*** Material for the task Section Begins ***
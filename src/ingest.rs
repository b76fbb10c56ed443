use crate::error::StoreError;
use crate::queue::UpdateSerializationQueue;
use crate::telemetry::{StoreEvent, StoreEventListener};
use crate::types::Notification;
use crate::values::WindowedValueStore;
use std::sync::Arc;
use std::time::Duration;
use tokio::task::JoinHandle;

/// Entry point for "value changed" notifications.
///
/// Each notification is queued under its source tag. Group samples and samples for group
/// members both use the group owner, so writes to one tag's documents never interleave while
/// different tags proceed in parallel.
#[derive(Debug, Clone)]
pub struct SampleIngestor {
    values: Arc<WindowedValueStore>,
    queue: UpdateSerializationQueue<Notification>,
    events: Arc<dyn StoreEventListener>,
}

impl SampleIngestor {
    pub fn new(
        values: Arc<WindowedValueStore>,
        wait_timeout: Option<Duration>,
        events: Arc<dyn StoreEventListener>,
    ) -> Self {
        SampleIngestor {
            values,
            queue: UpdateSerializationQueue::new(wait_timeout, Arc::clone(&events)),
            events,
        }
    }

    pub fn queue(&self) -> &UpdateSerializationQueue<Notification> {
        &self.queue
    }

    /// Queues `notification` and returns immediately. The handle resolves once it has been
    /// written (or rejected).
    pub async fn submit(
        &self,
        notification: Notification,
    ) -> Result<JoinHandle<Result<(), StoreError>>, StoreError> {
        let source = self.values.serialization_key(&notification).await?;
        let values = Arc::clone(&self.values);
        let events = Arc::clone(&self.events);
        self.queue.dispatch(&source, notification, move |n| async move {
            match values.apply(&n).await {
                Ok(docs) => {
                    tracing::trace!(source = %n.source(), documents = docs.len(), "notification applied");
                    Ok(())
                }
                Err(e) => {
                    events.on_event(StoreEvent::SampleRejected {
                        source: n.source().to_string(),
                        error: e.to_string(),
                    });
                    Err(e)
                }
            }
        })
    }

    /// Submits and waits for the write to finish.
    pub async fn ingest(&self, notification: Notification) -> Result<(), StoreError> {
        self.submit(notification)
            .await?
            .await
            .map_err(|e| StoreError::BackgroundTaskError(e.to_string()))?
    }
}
*** Material for the task Section Ends ***
◆ **Task to complete**
Keep every word intact and transcribe the records in full.

◆ **Reply**
filename src/ingest.rs
repository b76fbb10c56ed443
use crate::error::StoreError;
use crate::queue::UpdateSerializationQueue;
use crate::telemetry::{StoreEvent, StoreEventListener};
use crate::types::Notification;
use crate::values::WindowedValueStore;
use std::sync::Arc;
use std::time::Duration;
use tokio::task::JoinHandle;

/// Entry point for "value changed" notifications.
///
/// Each notification is queued under its source tag. Group samples and samples for group
/// members both use the group owner, so writes to one tag's documents never interleave while
/// different tags proceed in parallel.
#[derive(Debug, Clone)]
pub struct SampleIngestor {
    values: Arc<WindowedValueStore>,
    queue: UpdateSerializationQueue<Notification>,
    events: Arc<dyn StoreEventListener>,
}

impl SampleIngestor {
    pub fn new(
        values: Arc<WindowedValueStore>,
        wait_timeout: Option<Duration>,
        events: Arc<dyn StoreEventListener>,
    ) -> Self {
        SampleIngestor {
            values,
            queue: UpdateSerializationQueue::new(wait_timeout, Arc::clone(&events)),
            events,
        }
    }

    pub fn queue(&self) -> &UpdateSerializationQueue<Notification> {
        &self.queue
    }

    /// Queues `notification` and returns immediately. The handle resolves once it has been
    /// written (or rejected).
    pub async fn submit(
        &self,
        notification: Notification,
    ) -> Result<JoinHandle<Result<(), StoreError>>, StoreError> {
        let source = self.values.serialization_key(&notification).await?;
        let values = Arc::clone(&self.values);
        let events = Arc::clone(&self.events);
        self.queue.dispatch(&source, notification, move |n| async move {
            match values.apply(&n).await {
                Ok(docs) => {
                    tracing::trace!(source = %n.source(), documents = docs.len(), "notification applied");
                    Ok(())
                }
                Err(e) => {
                    events.on_event(StoreEvent::SampleRejected {
                        source: n.source().to_string(),
                        error: e.to_string(),
                    });
                    Err(e)
                }
            }
        })
    }

    /// Submits and waits for the write to finish.
    pub async fn ingest(&self, notification: Notification) -> Result<(), StoreError> {
        self.submit(notification)
            .await?
            .await
            .map_err(|e| StoreError::BackgroundTaskError(e.to_string()))?
    }
}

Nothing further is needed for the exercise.